In our everyday lives, even when we aren’t on a spiritual high, doing whatever Jesus tells us opens us up to the possibility of abundance. And what I find so striking here is that the disciples acted before they knew it was Jesus. They followed his directions without knowing for sure whose directions they were following. I often hear people say that they would do what God told them to do but they don’t know when God is speaking. Which I get. But this story shows us that sometimes the only way to discover if it’s God speaking is to act on it and see what happens. Trusting Jesus means we aren’t always certain before we step out. This is what I mean when I say that being a Christian is not about what we think, what happens in our heads. This is a way of life, and life includes risks and experiments. Will we always be right? We will not. But if we want to experience abundant life, we have to try.

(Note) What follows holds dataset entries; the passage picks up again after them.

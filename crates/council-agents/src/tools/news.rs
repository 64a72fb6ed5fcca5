//! Recent news headlines from the CryptoCompare public API

use super::Tool;
use async_trait::async_trait;
use serde_json::{Value, json};
use std::time::Duration;
use tracing::debug;

const DEFAULT_API_BASE: &str = "https://min-api.cryptocompare.com";
const DEFAULT_LIMIT: usize = 10;
const REQUEST_TIMEOUT_SECS: u64 = 30;

/// Fetches recent news headlines for an asset category
pub struct NewsHeadlinesTool {
    client: reqwest::Client,
    api_base: String,
}

impl NewsHeadlinesTool {
    /// Create a tool against the default public endpoint
    pub fn new() -> Self {
        Self::with_api_base(DEFAULT_API_BASE)
    }

    /// Create a tool against a custom endpoint
    pub fn with_api_base(api_base: impl Into<String>) -> Self {
        Self {
            client: reqwest::Client::builder()
                .timeout(Duration::from_secs(REQUEST_TIMEOUT_SECS))
                .build()
                .unwrap_or_default(),
            api_base: api_base.into(),
        }
    }
}

impl Default for NewsHeadlinesTool {
    fn default() -> Self {
        Self::new()
    }
}

#[async_trait]
impl Tool for NewsHeadlinesTool {
    async fn execute(&self, params: Value) -> anyhow::Result<Value> {
        let asset = params["asset"]
            .as_str()
            .ok_or_else(|| anyhow::anyhow!("missing required parameter: asset"))?
            .to_uppercase();
        let limit = params["limit"]
            .as_u64()
            .map_or(DEFAULT_LIMIT, |l| l as usize);

        debug!(asset, limit, "fetching news headlines");

        let raw: Value = self
            .client
            .get(format!("{}/data/v2/news/", self.api_base))
            .query(&[("categories", asset.as_str()), ("lang", "EN")])
            .send()
            .await?
            .error_for_status()?
            .json()
            .await?;

        let digest = format_headlines(&asset, &raw, limit)?;
        Ok(json!({ "asset": asset, "headlines": digest }))
    }

    fn name(&self) -> &str {
        "news_headlines"
    }

    fn description(&self) -> &str {
        "Fetch recent English-language news headlines for an asset, newest \
         first, with source attribution"
    }

    fn input_schema(&self) -> Value {
        json!({
            "type": "object",
            "properties": {
                "asset": {
                    "type": "string",
                    "description": "Asset ticker used as the news category, e.g. BTC"
                },
                "limit": {
                    "type": "integer",
                    "description": "Maximum number of headlines (default 10)"
                }
            },
            "required": ["asset"]
        })
    }
}

/// Format the news response into a headline digest for the LLM
fn format_headlines(asset: &str, raw: &Value, limit: usize) -> anyhow::Result<String> {
    let items = raw["Data"]
        .as_array()
        .ok_or_else(|| anyhow::anyhow!("unexpected news response shape"))?;

    if items.is_empty() {
        return Ok(format!("No recent headlines found for {asset}."));
    }

    let lines: Vec<String> = items
        .iter()
        .take(limit)
        .map(|item| {
            let title = item["title"].as_str().unwrap_or("(untitled)");
            let source = item["source_info"]["name"]
                .as_str()
                .unwrap_or("unknown source");
            format!("- {title} ({source})")
        })
        .collect();

    Ok(format!(
        "Recent headlines for {asset}:\n{}",
        lines.join("\n")
    ))
}

#[cfg(test)]
mod tests {
    use super::*;

    fn sample_news() -> Value {
        json!({
            "Data": [
                {
                    "title": "ETF inflows hit a monthly high",
                    "source_info": { "name": "CoinWire" },
                    "published_on": 1717286400
                },
                {
                    "title": "Exchange reserves keep falling",
                    "source_info": { "name": "BlockBeat" },
                    "published_on": 1717200000
                }
            ]
        })
    }

    #[test]
    fn test_format_headlines() {
        let digest = format_headlines("BTC", &sample_news(), 10).unwrap();

        assert!(digest.contains("Recent headlines for BTC"));
        assert!(digest.contains("- ETF inflows hit a monthly high (CoinWire)"));
        assert!(digest.contains("(BlockBeat)"));
    }

    #[test]
    fn test_format_headlines_respects_limit() {
        let digest = format_headlines("BTC", &sample_news(), 1).unwrap();
        assert!(digest.contains("ETF inflows"));
        assert!(!digest.contains("Exchange reserves"));
    }

    #[test]
    fn test_empty_feed_is_not_an_error() {
        let digest = format_headlines("BTC", &json!({"Data": []}), 5).unwrap();
        assert!(digest.contains("No recent headlines"));
    }

    #[test]
    fn test_malformed_feed_is_an_error() {
        assert!(format_headlines("BTC", &json!({"Message": "err"}), 5).is_err());
    }
}
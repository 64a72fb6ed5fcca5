//! Conversation message types
//!
//! A deliberation run accumulates one conversation per stage invocation.
//! Tool invocations are represented by exactly one tagged variant,
//! [`ContentBlock::ToolUse`]; providers normalize their wire formats into it
//! when parsing a response, and nothing downstream inspects raw JSON shapes.

use serde::{Deserialize, Serialize};

/// Message role in a conversation
#[derive(Debug, Clone, Copy, PartialEq, Eq, Serialize, Deserialize)]
#[serde(rename_all = "lowercase")]
pub enum Role {
    /// User message
    User,
    /// Assistant message
    Assistant,
    /// System message (handled separately in some providers)
    System,
}

/// Content block in a message
#[derive(Debug, Clone, PartialEq, Serialize, Deserialize)]
#[serde(tag = "type", rename_all = "snake_case")]
pub enum ContentBlock {
    /// Plain text content
    Text {
        /// Text content
        text: String,
    },

    /// Tool invocation requested by the assistant
    ToolUse {
        /// Unique ID for this tool use
        id: String,
        /// Tool name
        name: String,
        /// Tool input parameters (JSON)
        input: serde_json::Value,
    },

    /// Tool result returned to the assistant
    ToolResult {
        /// ID of the tool use this is responding to
        tool_use_id: String,
        /// Result content
        content: String,
        /// Whether this is an error result
        #[serde(skip_serializing_if = "Option::is_none")]
        is_error: Option<bool>,
    },
}

/// Message content: either simple text or structured blocks
#[derive(Debug, Clone, PartialEq, Serialize, Deserialize)]
#[serde(untagged)]
pub enum MessageContent {
    /// Simple text content
    Text(String),
    /// Structured content blocks
    Blocks(Vec<ContentBlock>),
}

/// A message in the conversation
#[derive(Debug, Clone, PartialEq, Serialize, Deserialize)]
pub struct Message {
    /// Message role
    pub role: Role,

    /// Message content
    #[serde(skip_serializing_if = "Option::is_none")]
    pub content: Option<MessageContent>,
}

impl Message {
    /// Create a user message with text
    pub fn user(text: impl Into<String>) -> Self {
        Self {
            role: Role::User,
            content: Some(MessageContent::Text(text.into())),
        }
    }

    /// Create an assistant message with text
    pub fn assistant(text: impl Into<String>) -> Self {
        Self {
            role: Role::Assistant,
            content: Some(MessageContent::Text(text.into())),
        }
    }

    /// Create a user message carrying a tool result
    pub fn tool_result(tool_use_id: String, result: String) -> Self {
        Self {
            role: Role::User,
            content: Some(MessageContent::Blocks(vec![ContentBlock::ToolResult {
                tool_use_id,
                content: result,
                is_error: None,
            }])),
        }
    }

    /// Create a user message carrying an error tool result
    pub fn tool_error(tool_use_id: String, error: String) -> Self {
        Self {
            role: Role::User,
            content: Some(MessageContent::Blocks(vec![ContentBlock::ToolResult {
                tool_use_id,
                content: error,
                is_error: Some(true),
            }])),
        }
    }

    /// Extract the first text content from the message
    pub fn text(&self) -> Option<&str> {
        match &self.content {
            Some(MessageContent::Text(s)) => Some(s),
            Some(MessageContent::Blocks(blocks)) => blocks.iter().find_map(|b| match b {
                ContentBlock::Text { text } => Some(text.as_str()),
                _ => None,
            }),
            None => None,
        }
    }

    /// Pending tool invocations in this message, if any
    pub fn tool_uses(&self) -> Vec<&ContentBlock> {
        match &self.content {
            Some(MessageContent::Blocks(blocks)) => blocks
                .iter()
                .filter(|b| matches!(b, ContentBlock::ToolUse { .. }))
                .collect(),
            _ => vec![],
        }
    }

    /// Check if this message contains any tool invocations
    pub fn has_tool_uses(&self) -> bool {
        !self.tool_uses().is_empty()
    }
}

#[cfg(test)]
mod tests {
    use super::*;

    #[test]
    fn test_user_message() {
        let msg = Message::user("Hello");
        assert_eq!(msg.role, Role::User);
        assert_eq!(msg.text(), Some("Hello"));
    }

    #[test]
    fn test_tool_result_is_not_a_tool_use() {
        let msg = Message::tool_result("tool_123".to_string(), "result".to_string());
        assert_eq!(msg.role, Role::User);
        assert!(!msg.has_tool_uses());
    }

    #[test]
    fn test_tool_uses_extraction() {
        let msg = Message {
            role: Role::Assistant,
            content: Some(MessageContent::Blocks(vec![
                ContentBlock::Text {
                    text: "Fetching data".to_string(),
                },
                ContentBlock::ToolUse {
                    id: "call_1".to_string(),
                    name: "market_candles".to_string(),
                    input: serde_json::json!({"symbol": "BTC"}),
                },
            ])),
        };

        let uses = msg.tool_uses();
        assert_eq!(uses.len(), 1);
        assert!(msg.has_tool_uses());
        assert_eq!(msg.text(), Some("Fetching data"));
    }

    #[test]
    fn test_message_serialization() {
        let msg = Message::user("Test");
        let json = serde_json::to_string(&msg).unwrap();
        let deserialized: Message = serde_json::from_str(&json).unwrap();
        assert_eq!(deserialized.text(), Some("Test"));
    }
}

Do you want to know how to get better at recognizing when God is speaking to you? You have to act on what you hear and then evaluate the results. It is through acting and then reflecting that we begin to learn what God’s voice sounds like to us as individuals, what God’s nudging feels like to us. Sometimes we won’t know it’s Jesus until we’ve already done what he told us to do. 

The result of their willingness to experiment is that first they experience abundance and then they experience the Risen Jesus himself. The “miracle” gets their attention and when they turn towards the miracle worker they receive the invitation to “come and have breakfast,” come for a deeper relationship. Once they experience the miracle and recognize Jesus, they don’t say, “Oh that’s cool. Thanks for the fish. I’ll be back next time things aren’t going well.” They press in. They go to him and sit down with him and eat with him and listen to him. 

Dear ones, let me speak a word to you as your pastor: if we only show up when we need something, and if we leave again as soon as we get it or if we leave because we don’t get it, we are always going to feel like we are fishing in shallow empty waters. A steady faith, one that shapes our thoughts and our actions, one that provides a worldview for ourselves and our families, that doesn’t happen by accident, and it doesn’t happen by dropping in when we feel like it. Don’t get me wrong, I’m always happy to see you. It’s always a good idea to come to church. This is not a guilt trip. This is a gentle reminder that if we want to go deep, we have to commit to something. It’s just like anything else that we want to be good at, or any other relationship that’s important to us. It takes time. And if we don’t give it time, we shouldn’t be surprised or angry at God when it doesn’t seem like much is happening. 

As Fred said last week, there is plenty of room for doubt in our life of faith. And sometimes God seems silent or distant and we don’t know why because we have been leaning in and listening and acting. And you know what? I don’t have a good answer for that. It happens to me; it happens to Sam; it happens to Jan; it happens to Fred; it has happened at some point to every serious Christian I know. There is no God but God and God is mystery. But I can also tell you that the times I’ve heard the very least from God are the times when I’ve stopped trying to listen at all.

God shows up in our everyday lives. We are open and listening for all the surprising ways that God is still speaking. We are willing to experiment and take a risk. And when we find God there, we press in and discover the invitation to even more; not just to flashy experiences, but to a daily abiding that over time will shape us into the people we want to be. Thanks be to God.